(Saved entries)

# # #

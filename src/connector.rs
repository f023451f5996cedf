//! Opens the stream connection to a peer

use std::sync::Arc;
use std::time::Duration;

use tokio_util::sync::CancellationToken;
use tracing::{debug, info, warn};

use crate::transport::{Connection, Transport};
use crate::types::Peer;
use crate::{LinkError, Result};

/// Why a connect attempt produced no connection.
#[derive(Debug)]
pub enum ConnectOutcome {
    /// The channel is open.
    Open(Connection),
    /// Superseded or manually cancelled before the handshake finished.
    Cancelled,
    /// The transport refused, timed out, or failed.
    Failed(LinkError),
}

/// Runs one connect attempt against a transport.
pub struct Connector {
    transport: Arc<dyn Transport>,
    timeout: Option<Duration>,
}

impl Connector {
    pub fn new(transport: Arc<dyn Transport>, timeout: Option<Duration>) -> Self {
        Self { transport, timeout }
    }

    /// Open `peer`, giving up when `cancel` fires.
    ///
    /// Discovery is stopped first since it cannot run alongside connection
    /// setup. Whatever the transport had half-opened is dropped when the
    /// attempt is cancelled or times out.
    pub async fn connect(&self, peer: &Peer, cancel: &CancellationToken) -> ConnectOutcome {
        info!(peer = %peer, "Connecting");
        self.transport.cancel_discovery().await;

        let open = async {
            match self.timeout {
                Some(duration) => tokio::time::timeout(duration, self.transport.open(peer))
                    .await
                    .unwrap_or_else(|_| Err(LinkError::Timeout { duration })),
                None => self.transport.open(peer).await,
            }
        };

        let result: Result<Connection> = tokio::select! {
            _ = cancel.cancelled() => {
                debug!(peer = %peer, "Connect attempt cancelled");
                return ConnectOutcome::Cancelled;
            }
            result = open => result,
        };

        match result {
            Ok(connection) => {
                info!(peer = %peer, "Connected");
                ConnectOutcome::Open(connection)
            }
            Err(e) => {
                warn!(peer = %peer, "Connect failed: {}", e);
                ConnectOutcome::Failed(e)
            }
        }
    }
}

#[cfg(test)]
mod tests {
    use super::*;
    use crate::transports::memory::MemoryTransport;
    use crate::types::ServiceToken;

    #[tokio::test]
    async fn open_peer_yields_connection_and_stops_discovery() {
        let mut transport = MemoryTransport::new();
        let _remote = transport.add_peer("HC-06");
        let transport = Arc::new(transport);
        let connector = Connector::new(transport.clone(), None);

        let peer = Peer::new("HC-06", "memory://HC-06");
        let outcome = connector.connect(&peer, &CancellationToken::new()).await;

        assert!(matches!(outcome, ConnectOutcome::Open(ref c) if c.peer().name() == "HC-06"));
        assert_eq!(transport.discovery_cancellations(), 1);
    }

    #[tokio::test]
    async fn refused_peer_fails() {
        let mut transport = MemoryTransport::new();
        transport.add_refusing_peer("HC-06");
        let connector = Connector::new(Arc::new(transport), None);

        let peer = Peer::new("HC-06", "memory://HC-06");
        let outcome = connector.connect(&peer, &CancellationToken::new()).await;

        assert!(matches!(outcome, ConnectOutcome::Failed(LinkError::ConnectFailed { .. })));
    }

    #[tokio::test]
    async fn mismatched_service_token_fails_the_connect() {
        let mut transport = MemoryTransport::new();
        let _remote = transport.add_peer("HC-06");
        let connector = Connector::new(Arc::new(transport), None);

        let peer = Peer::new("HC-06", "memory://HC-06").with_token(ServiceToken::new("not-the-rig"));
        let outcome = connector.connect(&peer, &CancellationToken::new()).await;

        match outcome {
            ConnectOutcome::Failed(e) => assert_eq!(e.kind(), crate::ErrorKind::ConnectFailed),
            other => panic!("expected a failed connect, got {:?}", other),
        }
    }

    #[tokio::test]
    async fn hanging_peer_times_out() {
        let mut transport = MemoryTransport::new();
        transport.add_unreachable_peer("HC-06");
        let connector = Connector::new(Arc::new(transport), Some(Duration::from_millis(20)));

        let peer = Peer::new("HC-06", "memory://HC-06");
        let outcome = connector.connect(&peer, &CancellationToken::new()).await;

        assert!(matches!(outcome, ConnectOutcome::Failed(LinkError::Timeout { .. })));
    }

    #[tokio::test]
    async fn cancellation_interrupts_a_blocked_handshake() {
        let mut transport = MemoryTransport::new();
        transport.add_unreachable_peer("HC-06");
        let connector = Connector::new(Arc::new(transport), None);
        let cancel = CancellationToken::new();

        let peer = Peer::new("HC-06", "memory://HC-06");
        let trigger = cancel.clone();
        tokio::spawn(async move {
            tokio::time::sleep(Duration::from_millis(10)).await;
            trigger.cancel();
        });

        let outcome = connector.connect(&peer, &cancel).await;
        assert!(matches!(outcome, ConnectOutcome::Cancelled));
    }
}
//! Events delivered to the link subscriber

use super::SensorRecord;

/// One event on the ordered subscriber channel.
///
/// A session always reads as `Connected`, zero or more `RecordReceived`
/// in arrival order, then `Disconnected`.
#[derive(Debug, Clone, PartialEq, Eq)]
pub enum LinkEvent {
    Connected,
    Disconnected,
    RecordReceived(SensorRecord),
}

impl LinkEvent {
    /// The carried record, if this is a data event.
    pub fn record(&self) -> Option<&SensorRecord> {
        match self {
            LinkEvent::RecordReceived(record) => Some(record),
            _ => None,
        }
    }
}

# # #

Task instructions => Could you filter the entries above for lines holding the string "ConnectFailed" and copy them?

Worked solution =>
        assert!(matches!(outcome, ConnectOutcome::Failed(LinkError::ConnectFailed { .. })));
            ConnectOutcome::Failed(e) => assert_eq!(e.kind(), crate::ErrorKind::ConnectFailed),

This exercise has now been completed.